Marriage is ‘outdated’ for fostering, says Government
Last week was LGBTQ+ Adoption and Fostering Week. The Government celebrated a 30% rise since 2024 in LGBTQ+ fostering households in Wales, according to new figures. At Lancashire-based children’s charity Adoption Matters, 40% of all approved adopters in 2025 identified as LGBTQ+. Yet, buried inside the Department for Education’s new ‘Renewing Fostering’ action plan is a sentence that should stop everyone in their tracks.
The Government declared it would update “guidance and regulations that currently reflect outdated assumptions about family structures and caring responsibilities”. It then spelled out what this means in practice: carers do not need to own their home, do not need to work part time – and do not need to be married.
That is not a neutral statement. It is a signal to every social worker, every fostering panel, and every placement decision-maker in the country: a married mother and father is no longer a relevant consideration when deciding where a vulnerable child should live. And it runs directly against the evidence.

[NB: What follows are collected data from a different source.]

//! Heuristic document structure extraction from plain text.
//!
//! The extractor walks the text line by line. A non-empty line is a heading when
//! any of these hold for its trimmed form:
//!
//! - it has no lowercase letters and is shorter than 50 characters
//! - it starts with a number followed by a dot and whitespace (`2. Scope`)
//! - it starts with `chapter`, `section`, `part` or `appendix` and a number
//!
//! Each heading closes the open section and opens a new one. Non-heading lines
//! are appended to the open section's content. Every non-empty line counts as a
//! paragraph; there is no blank-line paragraph grouping.
//!
//! A numbered line such as `2. Second heading` is both a heading and a list
//! marker. [`StructureConfig::numbered_lines_as_headings`] turns the heading half
//! of that off.
//!
//! # Example
//!
//! ```rust
//! use docsight::structure::StructureExtractor;
//!
//! let structure = StructureExtractor::new()
//!     .extract("CHAPTER ONE\nSome text.\n2. Second heading\nMore text.");
//!
//! assert_eq!(structure.headings.len(), 2);
//! assert_eq!(structure.sections[0].content, "Some text.\n");
//! assert!(structure.has_lists);
//! ```

use once_cell::sync::Lazy;
use regex::Regex;
use serde::{Deserialize, Serialize};
use tracing::{debug, instrument};

static NUMBERED_LINE: Lazy<Regex> =
    Lazy::new(|| Regex::new(r"^[0-9]+\.\s").expect("numbered line pattern is valid"));

static HEADING_KEYWORD: Lazy<Regex> = Lazy::new(|| {
    Regex::new(r"(?i)^(chapter|section|part|appendix)\s+[0-9]+")
        .expect("heading keyword pattern is valid")
});

static LIST_ITEM: Lazy<Regex> = Lazy::new(|| {
    Regex::new(r"^\s*[-*•]\s|^\s*[0-9]+\.\s").expect("list item pattern is valid")
});

/// A detected heading.
#[derive(Debug, Clone, PartialEq, Eq, Serialize, Deserialize)]
#[serde(rename_all = "camelCase")]
pub struct Heading {
    /// Always 1; nesting is not detected
    pub level: u32,
    /// Trimmed heading text
    pub text: String,
    /// 1-based line number
    pub line_number: usize,
}

/// A run of lines from a heading up to the next heading.
#[derive(Debug, Clone, PartialEq, Eq, Serialize, Deserialize)]
#[serde(rename_all = "camelCase")]
pub struct Section {
    pub title: String,
    /// 1-based line of the heading
    pub start_line: usize,
    /// 1-based line just before the next heading, or the last line
    pub end_line: usize,
    /// Non-empty body lines, each followed by `\n`
    pub content: String,
}

/// Result of structure extraction.
#[derive(Debug, Clone, Default, PartialEq, Eq, Serialize, Deserialize)]
#[serde(rename_all = "camelCase")]
pub struct DocumentStructure {
    pub headings: Vec<Heading>,
    pub sections: Vec<Section>,
    /// Non-empty lines
    pub paragraph_count: usize,
    /// Whitespace-separated tokens over the whole text
    pub word_count: usize,
    pub has_lists: bool,
    pub has_tables: bool,
}

/// Configuration for [`StructureExtractor`].
#[derive(Debug, Clone, PartialEq, Eq)]
pub struct StructureConfig {
    /// All-caps lines must be shorter than this many UTF-16 code units
    pub max_heading_length: usize,
    /// Treat `^\d+\.\s` lines as headings as well as list items
    pub numbered_lines_as_headings: bool,
}

impl Default for StructureConfig {
    fn default() -> Self {
        Self {
            max_heading_length: 50,
            numbered_lines_as_headings: true,
        }
    }
}

impl StructureConfig {
    pub fn max_heading_length(mut self, length: usize) -> Self {
        self.max_heading_length = length;
        self
    }

    pub fn numbered_lines_as_headings(mut self, enabled: bool) -> Self {
        self.numbered_lines_as_headings = enabled;
        self
    }
}

/// Extracts [`DocumentStructure`] from text.
#[derive(Debug, Clone, Default)]
pub struct StructureExtractor {
    config: StructureConfig,
}

impl StructureExtractor {
    pub fn new() -> Self {
        Self::default()
    }

    pub fn with_config(config: StructureConfig) -> Self {
        Self { config }
    }

    pub fn config(&self) -> &StructureConfig {
        &self.config
    }

    /// Whether a trimmed, non-empty line reads as a heading.
    pub fn is_heading(&self, trimmed: &str) -> bool {
        let all_caps = trimmed == trimmed.to_uppercase()
            && trimmed.encode_utf16().count() < self.config.max_heading_length;

        all_caps
            || (self.config.numbered_lines_as_headings && NUMBERED_LINE.is_match(trimmed))
            || HEADING_KEYWORD.is_match(trimmed)
    }

    /// Extracts structure. Never fails; empty text yields an empty structure.
    #[instrument(skip(self, text), fields(bytes = text.len()))]
    pub fn extract(&self, text: &str) -> DocumentStructure {
        let lines: Vec<&str> = text.split('\n').collect();
        let mut structure = DocumentStructure::default();
        let mut current: Option<Section> = None;

        for (index, line) in lines.iter().enumerate() {
            let trimmed = trim(line);
            if trimmed.is_empty() {
                continue;
            }

            if self.is_heading(trimmed) {
                structure.headings.push(Heading {
                    level: 1,
                    text: trimmed.to_string(),
                    line_number: index + 1,
                });

                if let Some(mut section) = current.take() {
                    section.end_line = index;
                    structure.sections.push(section);
                }

                current = Some(Section {
                    title: trimmed.to_string(),
                    start_line: index + 1,
                    end_line: lines.len(),
                    content: String::new(),
                });
            } else if let Some(section) = current.as_mut() {
                section.content.push_str(line);
                section.content.push('\n');
            }

            structure.paragraph_count += 1;

            if !structure.has_lists && LIST_ITEM.is_match(line) {
                structure.has_lists = true;
            }
            if !structure.has_tables && line.split('|').count() > 2 {
                structure.has_tables = true;
            }
        }

        if let Some(section) = current {
            structure.sections.push(section);
        }

        structure.word_count = text.split(is_space).filter(|w| !w.is_empty()).count();

        debug!(
            headings = structure.headings.len(),
            sections = structure.sections.len(),
            paragraphs = structure.paragraph_count,
            words = structure.word_count,
            "Extracted document structure"
        );

        structure
    }
}

/// Extracts structure with the default configuration.
pub fn extract_structure(text: &str) -> DocumentStructure {
    StructureExtractor::new().extract(text)
}

fn is_space(c: char) -> bool {
    c.is_whitespace() || c == '\u{feff}'
}

fn trim(line: &str) -> &str {
    line.trim_matches(is_space)
}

The backdrop makes this more troubling, not less. Approved mainstream foster carers in England have fallen 12% since 2021 – from 63,890 to 56,345. More than 81,000 children are currently looked after in England. Around 3,000 are waiting to be adopted. These are children who have already known loss, instability, and disruption. What they need above everything else is the most stable home available. The Government’s response to that crisis is to tell decision-makers that the most powerful predictor of that stability no longer matters.
The evidence is not ambiguous. The Office for National Statistics found that 6% of children aged five to ten with married parents had a mental health disorder, compared to 12% of children with cohabiting parents – double the rate. The Centre for Social Justice found that by age five, 53% of children of cohabiting parents had already experienced their parents separating, compared to just 15% of children with married parents – and that family structure has a greater impact on children’s behavioural outcomes than maternal education or poverty. This research demonstrates what children need from the family into which they are placed. And what it consistently shows is that a married mother and father, raising children together in a stable home, gives those children the best possible chance.
Love matters. But love is not a placement policy. The Government has chosen an ideological signal over an evidence base – and it is the most vulnerable children in our society who will pay the price. At Coalition for Marriage, we will keep making the case that marriage between a man and a woman is not an outdated assumption. It is the foundation on which children’s futures are built.